Reputation: 14849
i am no RegEx expert.
I need to extract a certain number out of an HTML table.
An example:
<td>13</td><td>
</td><td align="right">29.543</td>
<td align="right">1.777</td>
<td align="right">2.588</td>
</tr><tr><td><a href="player.php?p=84668" >Caterdamus</a></td>
<td>7</td><td>
Meister</td><td align="right">9.874</td>
<td align="right">1.716</td>
<td align="right">5.791</td>
</tr><tr><td><a href="player.php?p=87216" >grappa</a></td>
<td>2</td><td>
</td><td align="right">1.044</td>
<td align="right">21</td>
<td align="right">146</td>
</tr></table>
The pattern looks like this :
<td>13</td><td>
<td>7</td><td>
<td>2</td><td>
How do i extract the numbers out of the text and store it into a variable. Hint: the numbers are positive integers.
Thanks:)
Upvotes: 1
Views: 370
Reputation: 116187
I wouldn't use regular expressions to parse HTML or XML. Instead, I would load the document into an HTML DOM parser - you can find several open source ones here.
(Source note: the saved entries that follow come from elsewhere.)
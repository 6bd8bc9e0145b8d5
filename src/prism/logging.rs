use std::{
    io,
    path::Path,
    sync::{Arc, Mutex, OnceLock},
};

use anyhow::Context;
use serde::Serialize;
use tracing_appender::non_blocking::WorkerGuard;
use tracing_subscriber::{EnvFilter, Layer, layer::SubscriberExt, util::SubscriberInitExt};

use crate::prism::config;

static GLOBAL_LOG_TAIL: OnceLock<Arc<LogTail>> = OnceLock::new();

/// Bounded in-memory tail of formatted log lines for the admin surface.
///
/// A fixed-capacity ring: once full, each new line overwrites the oldest slot
/// and bumps the eviction counter reported as `dropped`.
#[derive(Debug)]
pub struct LogTail {
    ring: Mutex<Ring>,
}

#[derive(Debug)]
struct Ring {
    slots: Vec<String>,
    cap: usize,
    /// Total lines ever recorded; `written % cap` is the next slot to fill.
    written: u64,
    evicted: u64,
}

#[derive(Debug, Serialize)]
pub struct LogSnapshot {
    pub lines: Vec<String>,
    pub dropped: u64,
}

impl LogTail {
    pub fn new(cap: usize) -> Self {
        let cap = cap.max(1);
        Self {
            ring: Mutex::new(Ring {
                slots: Vec::with_capacity(cap),
                cap,
                written: 0,
                evicted: 0,
            }),
        }
    }

    pub fn record(&self, line: String) {
        let mut g = self.ring.lock().unwrap();
        let at = (g.written % g.cap as u64) as usize;
        if at < g.slots.len() {
            g.slots[at] = line;
            g.evicted += 1;
        } else {
            g.slots.push(line);
        }
        g.written += 1;
    }

    /// The most recent `limit` lines, oldest first.
    pub fn snapshot(&self, limit: usize) -> LogSnapshot {
        let g = self.ring.lock().unwrap();
        let take = limit.min(g.slots.len()) as u64;
        let lines = (0..take)
            .map(|off| {
                let nth = g.written - take + off;
                g.slots[(nth % g.cap as u64) as usize].clone()
            })
            .collect();
        LogSnapshot {
            lines,
            dropped: g.evicted,
        }
    }
}

pub fn log_tail() -> Option<Arc<LogTail>> {
    GLOBAL_LOG_TAIL.get().cloned()
}

#[derive(Debug)]
pub struct LoggingRuntime {
    _guard: WorkerGuard,
}

fn level_directive(level: &str) -> &'static str {
    match level.trim().to_ascii_lowercase().as_str() {
        "trace" => "trace",
        "debug" => "debug",
        "warn" => "warn",
        "error" => "error",
        _ => "info",
    }
}

pub fn init(cfg: &config::LoggingConfig) -> anyhow::Result<LoggingRuntime> {
    let fmt = cfg.format.trim().to_ascii_lowercase();

    let filter = EnvFilter::try_from_default_env()
        .or_else(|_| EnvFilter::try_new(level_directive(&cfg.level)))
        .context("logging: init filter")?;

    let (writer, guard) = make_writer(cfg.output.trim())?;

    let base = tracing_subscriber::fmt::layer()
        .with_writer(writer)
        .with_ansi(fmt == "text")
        .with_target(true);
    let base = if fmt == "json" {
        base.json().boxed()
    } else {
        base.boxed()
    };

    let tail_layer = if cfg.buffer_lines > 0 {
        let tail = Arc::new(LogTail::new(cfg.buffer_lines));
        let _ = GLOBAL_LOG_TAIL.set(tail.clone());
        Some(
            tracing_subscriber::fmt::layer()
                .with_writer(TailMakeWriter { tail })
                .with_ansi(false)
                .with_target(true)
                .json(),
        )
    } else {
        None
    };

    tracing_subscriber::registry()
        .with(filter)
        .with(base)
        .with(tail_layer)
        .init();

    Ok(LoggingRuntime { _guard: guard })
}

fn make_writer(
    output: &str,
) -> anyhow::Result<(tracing_appender::non_blocking::NonBlocking, WorkerGuard)> {
    Ok(match output {
        "" | "stderr" => tracing_appender::non_blocking(io::stderr()),
        "stdout" => tracing_appender::non_blocking(io::stdout()),
        "discard" => tracing_appender::non_blocking(io::sink()),
        path => tracing_appender::non_blocking(open_append(Path::new(path))?),
    })
}

fn open_append(p: &Path) -> anyhow::Result<std::fs::File> {
    if let Some(dir) = p.parent().filter(|d| !d.as_os_str().is_empty()) {
        std::fs::create_dir_all(dir)
            .with_context(|| format!("logging: mkdir {}", dir.display()))?;
    }
    std::fs::OpenOptions::new()
        .create(true)
        .append(true)
        .open(p)
        .with_context(|| format!("logging: open {}", p.display()))
}

#[derive(Clone)]
struct TailMakeWriter {
    tail: Arc<LogTail>,
}

impl<'a> tracing_subscriber::fmt::MakeWriter<'a> for TailMakeWriter {
    type Writer = EventWriter;

    fn make_writer(&'a self) -> Self::Writer {
        EventWriter {
            tail: self.tail.clone(),
            bytes: Vec::with_capacity(256),
        }
    }
}

/// One writer per formatted event: bytes accumulate and are committed to the
/// tail as lines when the fmt layer drops the writer.
struct EventWriter {
    tail: Arc<LogTail>,
    bytes: Vec<u8>,
}

impl io::Write for EventWriter {
    fn write(&mut self, data: &[u8]) -> io::Result<usize> {
        self.bytes.extend_from_slice(data);
        Ok(data.len())
    }

    fn flush(&mut self) -> io::Result<()> {
        Ok(())
    }
}

impl Drop for EventWriter {
    fn drop(&mut self) {
        for line in String::from_utf8_lossy(&self.bytes).lines() {
            if !line.is_empty() {
                self.tail.record(line.to_owned());
            }
        }
    }
}
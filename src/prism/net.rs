use std::borrow::Cow;

/// Normalize a bind/listen address.
///
/// Config shorthand `":PORT"` means "all interfaces"; `SocketAddr` parsing and
/// the Tokio bind APIs do not accept it, so expand to `"0.0.0.0:PORT"`.
pub fn normalize_bind_addr(addr: &str) -> Cow<'_, str> {
    let addr = addr.trim();
    if addr.starts_with(':') {
        Cow::Owned(format!("0.0.0.0{addr}"))
    } else {
        Cow::Borrowed(addr)
    }
}

/// Whether `addr` still needs a port appended (no `:` after any IPv6 bracket).
pub fn needs_port(addr: &str) -> bool {
    let s = addr.trim();
    if s.is_empty() {
        return false;
    }
    let tail = match s.rfind(']') {
        Some(pos) => &s[pos + 1..],
        None => s,
    };
    !tail.contains(':')
}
I can't vouch for any of these - I've never worked with anything other than XML in Java.
Upvotes: 8
Reputation: 17554
I don't know java regex exactly but I'ld suggest something like
/<td>(\d+)<\/td><td>/
since syntax of regex is quite similar in multiple languages.
Explanations
(
... )
captures the content inside of the regex's return variables\d
represents a digit+
stays for one or more occurences of the token on it's left sidesince you use only positive integers, you don't have to care about signs and decimal points.
Upvotes: 3